▶ _Task statement_
For each line below with the word "Debug", write out a copy.

Provided data section start

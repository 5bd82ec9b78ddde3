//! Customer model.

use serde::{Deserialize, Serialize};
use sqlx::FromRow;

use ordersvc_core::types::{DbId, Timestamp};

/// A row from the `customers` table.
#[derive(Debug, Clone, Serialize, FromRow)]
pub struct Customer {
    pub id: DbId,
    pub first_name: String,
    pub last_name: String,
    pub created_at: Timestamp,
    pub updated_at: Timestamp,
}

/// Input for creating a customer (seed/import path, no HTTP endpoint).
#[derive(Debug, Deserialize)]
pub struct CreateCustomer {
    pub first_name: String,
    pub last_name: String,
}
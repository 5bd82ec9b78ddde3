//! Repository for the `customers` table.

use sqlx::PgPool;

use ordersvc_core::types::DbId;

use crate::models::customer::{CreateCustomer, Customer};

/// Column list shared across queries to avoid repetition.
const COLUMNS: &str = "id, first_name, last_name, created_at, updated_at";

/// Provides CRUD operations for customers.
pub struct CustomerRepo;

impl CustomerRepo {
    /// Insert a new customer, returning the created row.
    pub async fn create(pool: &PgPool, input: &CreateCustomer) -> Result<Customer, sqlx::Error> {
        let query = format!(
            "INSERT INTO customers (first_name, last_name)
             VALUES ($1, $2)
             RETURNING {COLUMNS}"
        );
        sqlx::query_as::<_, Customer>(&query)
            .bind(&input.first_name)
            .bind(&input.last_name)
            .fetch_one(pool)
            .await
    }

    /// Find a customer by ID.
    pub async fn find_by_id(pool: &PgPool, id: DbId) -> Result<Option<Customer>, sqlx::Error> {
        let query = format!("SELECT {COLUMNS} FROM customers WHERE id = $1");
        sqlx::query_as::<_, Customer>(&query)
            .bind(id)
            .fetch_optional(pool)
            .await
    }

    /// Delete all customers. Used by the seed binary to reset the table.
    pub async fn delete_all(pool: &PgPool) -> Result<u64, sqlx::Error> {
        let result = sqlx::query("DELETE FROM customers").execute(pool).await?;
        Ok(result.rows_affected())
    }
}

Provided data section end

▶ _Solution to the exercise_
#[derive(Debug, Clone, Serialize, FromRow)]
#[derive(Debug, Deserialize)]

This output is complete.